(TEMPO.CO, 15 Januari 2017)
Jakarta – Direktur Eksekutif ReforMiner, Komaidi Notonegoro, menilai harga minyak dunia tahun ini akan lebih tinggi dibandingkan 2016. Pada awal 2015, harga minyak turun ke level US$ 44 per barel. Penurunan harga minyak terendah terjadi pada Februari 2016, mencapai US$ 26,2 per barel. Saat ini, harga minyak kembali naik sekitar US$ 50-55 per barel. Dengan pulihnya ekonomi beberapa konsumen minyak utama, permintaan terhadap minyak akan meningkat. Hal itu akan membuat harga juga ikut naik.
“Harga, mungkin antara US$ 55-60 per barel,” katanya dalam Diskusi Energi Kita di Kantor Dewan Pers, Jakarta Pusat, Ahad, 15 Januari 2017.
Dengan kenaikan harga minyak dunia tersebut, kata Komaidi, pemerintah memiliki dua pilihan, yakni menaikkan harga bahan bakar minyak atau membiarkan neraca keuangan PT Pertamina (Persero) tergerus.
Anggota Komisi Energi DPR, Kurtubi, menegaskan harga BBM yang boleh naik hanyalah non subsidi, bukan BBM bersubsidi. Menurut dia, dengan naiknya harga minyak dunia, biaya produksi BBM akan naik.
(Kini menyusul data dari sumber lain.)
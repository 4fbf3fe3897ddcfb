//! Resource and performance monitoring
//!
//! Samples resident memory and tick latency once per supervisor cycle,
//! keeps a bounded history, and raises edge-triggered threshold breaches.
//! Breaches are warnings, never loop-stoppers; only the hard memory ceiling
//! escalates (to a controlled drain, decided by the supervisor).

use std::collections::VecDeque;
use std::time::Duration;

use chrono::{DateTime, Utc};
use tracing::debug;

use crate::error::Result;

const BYTES_PER_MB: u64 = 1024 * 1024;

/// Narrow OS collaborator: resident memory of this process
pub trait MemorySampler: Send {
    fn current_memory_bytes(&self) -> Result<u64>;
}

/// Production sampler reading VmRSS from `/proc/self/status`
#[derive(Debug, Default)]
pub struct ProcStatusSampler;

impl MemorySampler for ProcStatusSampler {
    #[cfg(target_os = "linux")]
    fn current_memory_bytes(&self) -> Result<u64> {
        let status = std::fs::read_to_string("/proc/self/status")?;
        for line in status.lines() {
            if let Some(rest) = line.strip_prefix("VmRSS:") {
                let kb: u64 = rest
                    .trim()
                    .trim_end_matches("kB")
                    .trim()
                    .parse()
                    .map_err(|e| {
                        crate::error::HelmsmanError::Internal(format!(
                            "unparseable VmRSS line: {e}"
                        ))
                    })?;
                return Ok(kb * 1024);
            }
        }
        Ok(0)
    }

    #[cfg(not(target_os = "linux"))]
    fn current_memory_bytes(&self) -> Result<u64> {
        // No portable resident-set source; report zero and let thresholds
        // stay quiet rather than guessing.
        Ok(0)
    }
}

/// One monitoring observation, appended each tick
#[derive(Debug, Clone)]
pub struct ResourceSample {
    pub timestamp: DateTime<Utc>,
    pub resident_bytes: u64,
    pub last_tick: Duration,
    /// Average tick duration over the retained window
    pub rolling_avg: Duration,
}

/// Threshold breach events returned by `check_thresholds`
#[derive(Debug, Clone, PartialEq, Eq)]
pub enum ThresholdBreach {
    /// Resident memory crossed the warning threshold
    MemoryWarning {
        resident_bytes: u64,
        threshold_bytes: u64,
    },
    /// Resident memory crossed the hard ceiling; the supervisor drains
    MemoryExhausted {
        resident_bytes: u64,
        ceiling_bytes: u64,
    },
    /// Rolling average tick duration exceeds the frozen baseline
    PerformanceDegradation {
        rolling_avg: Duration,
        baseline: Duration,
    },
}

/// Configuration for the resource monitor
#[derive(Debug, Clone)]
pub struct ResourceMonitorConfig {
    /// Memory warning threshold in MB
    pub warning_threshold_mb: u64,
    /// Hard memory ceiling in MB; crossing it drains the supervisor
    pub ceiling_mb: u64,
    /// Number of samples retained
    pub retention: usize,
    /// Ticks used to establish the performance baseline
    pub baseline_ticks: usize,
    /// Rolling average must exceed baseline by this factor to count as
    /// degradation
    pub degradation_factor: f64,
}

impl Default for ResourceMonitorConfig {
    fn default() -> Self {
        Self {
            warning_threshold_mb: 1000,
            ceiling_mb: 4096,
            retention: 100,
            baseline_ticks: 10,
            degradation_factor: 2.0,
        }
    }
}

/// Monitors process memory and loop latency with bounded history
pub struct ResourceMonitor {
    config: ResourceMonitorConfig,
    sampler: Box<dyn MemorySampler>,
    samples: VecDeque<ResourceSample>,
    baseline_window: Vec<Duration>,
    baseline: Option<Duration>,
    above_warning: bool,
    above_ceiling: bool,
    degraded: bool,
}

impl ResourceMonitor {
    pub fn new(config: ResourceMonitorConfig, sampler: Box<dyn MemorySampler>) -> Self {
        let retention = config.retention.max(1);
        Self {
            samples: VecDeque::with_capacity(retention),
            baseline_window: Vec::with_capacity(config.baseline_ticks),
            config,
            sampler,
            baseline: None,
            above_warning: false,
            above_ceiling: false,
            degraded: false,
        }
    }

    /// Record the just-completed tick: read memory, compute the rolling
    /// average, append a sample, evict the oldest beyond retention.
    pub fn sample(&mut self, last_tick: Duration) -> &ResourceSample {
        let resident_bytes = self.sampler.current_memory_bytes().unwrap_or_else(|e| {
            debug!("memory sample unavailable: {}", e);
            0
        });

        if self.baseline.is_none() {
            self.baseline_window.push(last_tick);
            if self.baseline_window.len() >= self.config.baseline_ticks.max(1) {
                let total: Duration = self.baseline_window.iter().sum();
                self.baseline = Some(total / self.baseline_window.len() as u32);
                debug!(baseline = ?self.baseline, "performance baseline frozen");
            }
        }

        while self.samples.len() >= self.config.retention.max(1) {
            self.samples.pop_front();
        }

        let window_total: Duration = self.samples.iter().map(|s| s.last_tick).sum();
        let rolling_avg = (window_total + last_tick) / (self.samples.len() as u32 + 1);

        self.samples.push_back(ResourceSample {
            timestamp: Utc::now(),
            resident_bytes,
            last_tick,
            rolling_avg,
        });
        self.samples.back().expect("sample just pushed")
    }

    /// Compare the latest sample against thresholds.
    ///
    /// Warnings are edge-triggered: one event per crossing into breach, none
    /// while the level merely stays above the threshold.
    pub fn check_thresholds(&mut self) -> Vec<ThresholdBreach> {
        let Some(sample) = self.samples.back() else {
            return Vec::new();
        };

        let mut breaches = Vec::new();
        let warning_bytes = self.config.warning_threshold_mb * BYTES_PER_MB;
        let ceiling_bytes = self.config.ceiling_mb * BYTES_PER_MB;

        if sample.resident_bytes > warning_bytes {
            if !self.above_warning {
                self.above_warning = true;
                breaches.push(ThresholdBreach::MemoryWarning {
                    resident_bytes: sample.resident_bytes,
                    threshold_bytes: warning_bytes,
                });
            }
        } else {
            self.above_warning = false;
        }

        if ceiling_bytes > 0 && sample.resident_bytes > ceiling_bytes {
            if !self.above_ceiling {
                self.above_ceiling = true;
                breaches.push(ThresholdBreach::MemoryExhausted {
                    resident_bytes: sample.resident_bytes,
                    ceiling_bytes,
                });
            }
        } else {
            self.above_ceiling = false;
        }

        if let Some(baseline) = self.baseline {
            let limit = baseline.mul_f64(self.config.degradation_factor.max(1.0));
            if sample.rolling_avg > limit && !baseline.is_zero() {
                if !self.degraded {
                    self.degraded = true;
                    breaches.push(ThresholdBreach::PerformanceDegradation {
                        rolling_avg: sample.rolling_avg,
                        baseline,
                    });
                }
            } else {
                self.degraded = false;
            }
        }

        breaches
    }

    /// Drop the frozen baseline and re-establish it from upcoming ticks
    pub fn recalibrate(&mut self) {
        self.baseline = None;
        self.baseline_window.clear();
        self.degraded = false;
    }

    pub fn baseline(&self) -> Option<Duration> {
        self.baseline
    }

    pub fn sample_count(&self) -> usize {
        self.samples.len()
    }

    pub fn latest(&self) -> Option<&ResourceSample> {
        self.samples.back()
    }
}

#[cfg(test)]
mod tests {
    use super::*;

    /// Sampler returning a scripted sequence of readings
    struct ScriptedSampler {
        readings: std::cell::RefCell<std::vec::IntoIter<u64>>,
        fallback: u64,
    }

    impl ScriptedSampler {
        fn new(readings: Vec<u64>) -> Self {
            Self {
                readings: std::cell::RefCell::new(readings.into_iter()),
                fallback: 0,
            }
        }
    }

    impl MemorySampler for ScriptedSampler {
        fn current_memory_bytes(&self) -> Result<u64> {
            Ok(self.readings.borrow_mut().next().unwrap_or(self.fallback))
        }
    }

    fn config(retention: usize) -> ResourceMonitorConfig {
        ResourceMonitorConfig {
            warning_threshold_mb: 1000,
            ceiling_mb: 2000,
            retention,
            baseline_ticks: 2,
            degradation_factor: 2.0,
        }
    }

    #[test]
    fn test_history_is_bounded() {
        let sampler = ScriptedSampler::new(vec![]);
        let mut monitor = ResourceMonitor::new(config(5), Box::new(sampler));

        for _ in 0..50 {
            monitor.sample(Duration::from_millis(10));
        }
        assert_eq!(monitor.sample_count(), 5);
    }

    #[test]
    fn test_memory_warning_is_edge_triggered() {
        let mb = BYTES_PER_MB;
        // Rises above 1000MB at tick 3, stays above, dips, rises again
        let sampler = ScriptedSampler::new(vec![
            900 * mb,
            950 * mb,
            1050 * mb,
            1100 * mb,
            1200 * mb,
            800 * mb,
            1050 * mb,
        ]);
        let mut monitor = ResourceMonitor::new(config(10), Box::new(sampler));

        let mut warnings = 0;
        for _ in 0..7 {
            monitor.sample(Duration::from_millis(10));
            warnings += monitor
                .check_thresholds()
                .iter()
                .filter(|b| matches!(b, ThresholdBreach::MemoryWarning { .. }))
                .count();
        }
        // Two crossings into breach, two warnings
        assert_eq!(warnings, 2);
    }

    #[test]
    fn test_ceiling_escalation() {
        let mb = BYTES_PER_MB;
        let sampler = ScriptedSampler::new(vec![2100 * mb]);
        let mut monitor = ResourceMonitor::new(config(10), Box::new(sampler));

        monitor.sample(Duration::from_millis(10));
        let breaches = monitor.check_thresholds();
        assert!(breaches
            .iter()
            .any(|b| matches!(b, ThresholdBreach::MemoryExhausted { .. })));
        // The warning edge also fires on the same crossing
        assert!(breaches
            .iter()
            .any(|b| matches!(b, ThresholdBreach::MemoryWarning { .. })));
    }

    #[test]
    fn test_degradation_against_frozen_baseline() {
        let sampler = ScriptedSampler::new(vec![]);
        let mut monitor = ResourceMonitor::new(config(10), Box::new(sampler));

        // Baseline frozen from the first two ticks at 10ms
        monitor.sample(Duration::from_millis(10));
        monitor.sample(Duration::from_millis(10));
        assert_eq!(monitor.baseline(), Some(Duration::from_millis(10)));
        assert!(monitor.check_thresholds().is_empty());

        // Sustained slow ticks push the rolling average past 2x baseline
        let mut degradations = 0;
        for _ in 0..8 {
            monitor.sample(Duration::from_millis(100));
            degradations += monitor
                .check_thresholds()
                .iter()
                .filter(|b| matches!(b, ThresholdBreach::PerformanceDegradation { .. }))
                .count();
        }
        assert_eq!(degradations, 1, "degradation warning must be edge-triggered");

        // Baseline stays frozen despite the slow ticks
        assert_eq!(monitor.baseline(), Some(Duration::from_millis(10)));
    }

    #[test]
    fn test_recalibrate_resets_baseline() {
        let sampler = ScriptedSampler::new(vec![]);
        let mut monitor = ResourceMonitor::new(config(10), Box::new(sampler));

        monitor.sample(Duration::from_millis(10));
        monitor.sample(Duration::from_millis(10));
        assert!(monitor.baseline().is_some());

        monitor.recalibrate();
        assert!(monitor.baseline().is_none());

        monitor.sample(Duration::from_millis(50));
        monitor.sample(Duration::from_millis(50));
        assert_eq!(monitor.baseline(), Some(Duration::from_millis(50)));
    }
}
“Komisi VII berpendapat bahwa harga BBM bersubdisi tidak perlu naik. Kalau mau menaikkan harga BBM bersubsidi, harus ngomong dulu ke DPR. Posisi anggota dewan, negara harus tetap hadir dalam hal BBM bersubsidi,” tuturnya.
Dengan anjloknya harga minyak dunia beberapa tahun lalu, Kurtubi menilai, Pertamina sudah mendapatkan keuntungan dari penjualan BBM. “Bahkan, BBM bersubsidi sudah menghasilkan keuntungan. Itu yang menyebabkan keuntungan Pertamina belakangan ini. Karena itu, pemerintah bisa menaikkan harga BBM non subsidi.”
Di tempat yang sama, Ketua Himpunan Wiraswasta Nasional Minyak dan Gas Bumi (Hiswana Migas), Eri Purnomohadi, mengatakan industri memerlukan harga BBM yang terjangkau. Solar yang merupakan jenis BBM yang masih disubsidi, masih sangat dibutuhkan oleh angkutan logistik bahan-bahan kebutuhan pokok.
Karena itu, menurut Eri, harga bahan pokok akan naik ketika harga solar juga naik. “Memang dilematis. Berani tidak pemerintah (menaikkan harga) di saat ekonomi slow down? Pemerintah butuh menaikkan karena anggaran pendapatan belanja negara kurang. Tapi, harga BBM ini juga berkorelasi dengan popularitas presiden,” ujar Eri menambahkan.